▸ TASK DETAILS
Tally the lines in the listing below that contain the string "timestamp", and state only the total.

▸ MATERIAL TO PROCESS

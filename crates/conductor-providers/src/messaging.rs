//! Messaging-analytics provider.
//!
//! Bridges the orchestration core to the text-analytics cascade: loads
//! messages for a context through a [`MessageSource`] and answers search,
//! history-collection, and conversation-analysis actions.

use std::sync::Arc;

use async_trait::async_trait;
use chrono::{Duration, Utc};
use serde_json::{Value, json};

use conductor_analytics::{AnalysisOptions, ConversationAnalyzer};
use conductor_core::keys::{self, actions};
use conductor_core::types::{InvocationOutcome, MessageQuery};
use conductor_core::{CapabilityProvider, Error, MessageSource, Result};

/// Default cap on loaded messages per invocation.
const DEFAULT_MESSAGE_LIMIT: usize = 500;

/// Capability provider backed by a message source and the analytics
/// cascade.
pub struct MessagingAnalyticsProvider {
    source: Arc<dyn MessageSource>,
    analyzer: ConversationAnalyzer,
    default_context: String,
}

impl MessagingAnalyticsProvider {
    /// Creates a provider over a message source.
    #[must_use]
    pub fn new(source: Arc<dyn MessageSource>) -> Self {
        Self {
            source,
            analyzer: ConversationAnalyzer::default(),
            default_context: String::new(),
        }
    }

    /// Sets the context used when invocation params carry none.
    #[must_use]
    pub fn with_default_context(mut self, context_id: impl Into<String>) -> Self {
        self.default_context = context_id.into();
        self
    }

    /// Replaces the cascade facade, e.g. to supply a custom lexicon.
    #[must_use]
    pub fn with_analyzer(mut self, analyzer: ConversationAnalyzer) -> Self {
        self.analyzer = analyzer;
        self
    }

    fn query_from(params: &Value) -> MessageQuery {
        let mut query = MessageQuery::new().with_limit(
            params
                .get("limit")
                .and_then(Value::as_u64)
                .map_or(DEFAULT_MESSAGE_LIMIT, |limit| limit as usize),
        );
        if let Some(days) = params.get("timeframe_days").and_then(Value::as_u64) {
            query = query.with_start_date(Utc::now() - Duration::days(days as i64));
        }
        if let Some(channel) = params.get("channel").and_then(Value::as_str) {
            query = query.with_channel(channel);
        }
        query
    }

    fn context_from<'params>(&'params self, params: &'params Value) -> &'params str {
        params
            .get("context_id")
            .and_then(Value::as_str)
            .unwrap_or(&self.default_context)
    }

    async fn analyze_conversations(&self, params: &Value) -> Result<InvocationOutcome> {
        let query = Self::query_from(params);
        let page = self.source.load(self.context_from(params), &query).await?;

        let options = AnalysisOptions {
            include_sentiment: flag(params, "include_sentiment", true),
            include_tasks: flag(params, "include_tasks", true),
            include_meetings: flag(params, "include_meetings", true),
            include_team_insights: flag(params, "include_team_insights", true),
            timeframe_days: params
                .get("timeframe_days")
                .and_then(Value::as_u64)
                .map_or(7, |days| days as u32),
        };

        let analysis = self.analyzer.analyze(&page.messages, &options);
        tracing::debug!(
            messages = analysis.message_count,
            tasks = analysis.tasks.len(),
            meetings = analysis.meetings.len(),
            "conversation analysis complete"
        );

        Ok(InvocationOutcome::ok(json!({
            "analysis": serde_json::to_value(&analysis)?,
            "total_count": page.total_count,
        })))
    }

    async fn collect_history(&self, params: &Value) -> Result<InvocationOutcome> {
        let query = Self::query_from(params);
        let page = self.source.load(self.context_from(params), &query).await?;
        Ok(InvocationOutcome::ok(json!({
            "messages": serde_json::to_value(&page.messages)?,
            "total_count": page.total_count,
        })))
    }

    async fn search(&self, params: &Value) -> Result<InvocationOutcome> {
        let needle = params
            .get("query")
            .and_then(Value::as_str)
            .ok_or_else(|| Error::InvalidParams("search requires a query".to_owned()))?
            .to_lowercase();

        let query = Self::query_from(params);
        let page = self.source.load(self.context_from(params), &query).await?;
        let matches: Vec<Value> = page
            .messages
            .iter()
            .filter(|message| message.text.to_lowercase().contains(&needle))
            .map(|message| {
                json!({
                    "id": message.id,
                    "text": message.text,
                    "author": message.author.name,
                    "channel": message.channel.name,
                    "timestamp": message.timestamp,
                })
            })
            .collect();

        Ok(InvocationOutcome::ok(json!({
            "matches": matches,
            "searched": page.total_count,
        })))
    }
}

#[async_trait]
impl CapabilityProvider for MessagingAnalyticsProvider {
    fn key(&self) -> &'static str {
        keys::MESSAGING
    }

    async fn is_available(&self) -> bool {
        true
    }

    async fn invoke(&self, action: &str, params: &Value) -> Result<InvocationOutcome> {
        match action {
            actions::ANALYZE_CONVERSATIONS => self.analyze_conversations(params).await,
            actions::COLLECT_HISTORY => self.collect_history(params).await,
            actions::SEARCH => self.search(params).await,
            other => Err(Error::UnsupportedAction {
                provider: keys::MESSAGING.to_owned(),
                action: other.to_owned(),
            }),
        }
    }
}

fn flag(params: &Value, name: &str, default: bool) -> bool {
    params.get(name).and_then(Value::as_bool).unwrap_or(default)
}

#[cfg(test)]
mod tests {
    use super::*;
    use crate::static_source::StaticMessageSource;
    use chrono::{TimeZone as _, Utc};
    use conductor_core::types::{ChatMessage, MessageAuthor, MessageChannel};

    fn message(id: usize, author: &str, minute: u32, text: &str) -> ChatMessage {
        ChatMessage {
            id: format!("m{id}"),
            text: text.to_owned(),
            author: MessageAuthor {
                id: author.to_lowercase(),
                name: author.to_owned(),
            },
            channel: MessageChannel {
                id: "c1".to_owned(),
                name: "general".to_owned(),
            },
            timestamp: Utc
                .with_ymd_and_hms(2025, 3, 10, 9, minute, 0)
                .single()
                .unwrap_or_default(),
        }
    }

    fn provider() -> MessagingAnalyticsProvider {
        let source = StaticMessageSource::new(vec![
            message(0, "Ana", 0, "kicking off the planning discussion"),
            message(1, "Ben", 2, "need @cleo to finish the budget review today"),
            message(2, "Cleo", 4, "sounds great, thanks"),
        ]);
        MessagingAnalyticsProvider::new(Arc::new(source)).with_default_context("ctx-1")
    }

    #[tokio::test]
    async fn test_analyze_conversations_payload_shape() {
        let outcome = provider()
            .invoke(actions::ANALYZE_CONVERSATIONS, &json!({}))
            .await;
        let outcome = match outcome {
            Ok(outcome) => outcome,
            Err(error) => panic!("invoke failed: {error}"),
        };

        assert!(outcome.success);
        let analysis = &outcome.data["analysis"];
        assert_eq!(analysis["message_count"], 3);
        assert!(analysis["sentiment"]["score"].as_f64().unwrap_or(0.0) > 0.0);
        assert_eq!(analysis["tasks"][0]["assignee"], "cleo");
    }

    #[tokio::test]
    async fn test_include_flags_gate_sections() {
        let outcome = provider()
            .invoke(
                actions::ANALYZE_CONVERSATIONS,
                &json!({ "include_sentiment": false, "include_meetings": false }),
            )
            .await;
        let outcome = match outcome {
            Ok(outcome) => outcome,
            Err(error) => panic!("invoke failed: {error}"),
        };
        assert!(outcome.data["analysis"]["sentiment"].is_null());
        assert_eq!(outcome.data["analysis"]["meetings"], json!([]));
    }

    #[tokio::test]
    async fn test_search_matches_text() {
        let outcome = provider()
            .invoke(actions::SEARCH, &json!({ "query": "budget" }))
            .await;
        let outcome = match outcome {
            Ok(outcome) => outcome,
            Err(error) => panic!("invoke failed: {error}"),
        };
        let matches = outcome.data["matches"].as_array().map(Vec::len);
        assert_eq!(matches, Some(1));
    }

    #[tokio::test]
    async fn test_unknown_action_rejected() {
        let error = provider().invoke("teleport", &json!({})).await.err();
        assert!(matches!(error, Some(Error::UnsupportedAction { .. })));
    }

    #[tokio::test]
    async fn test_collect_history_returns_messages() {
        let outcome = provider()
            .invoke(actions::COLLECT_HISTORY, &json!({ "limit": 2 }))
            .await;
        let outcome = match outcome {
            Ok(outcome) => outcome,
            Err(error) => panic!("invoke failed: {error}"),
        };
        assert_eq!(outcome.data["total_count"], 3);
        let returned = outcome.data["messages"].as_array().map(Vec::len);
        assert_eq!(returned, Some(2));
    }
}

▸ RESPONSE AREA
2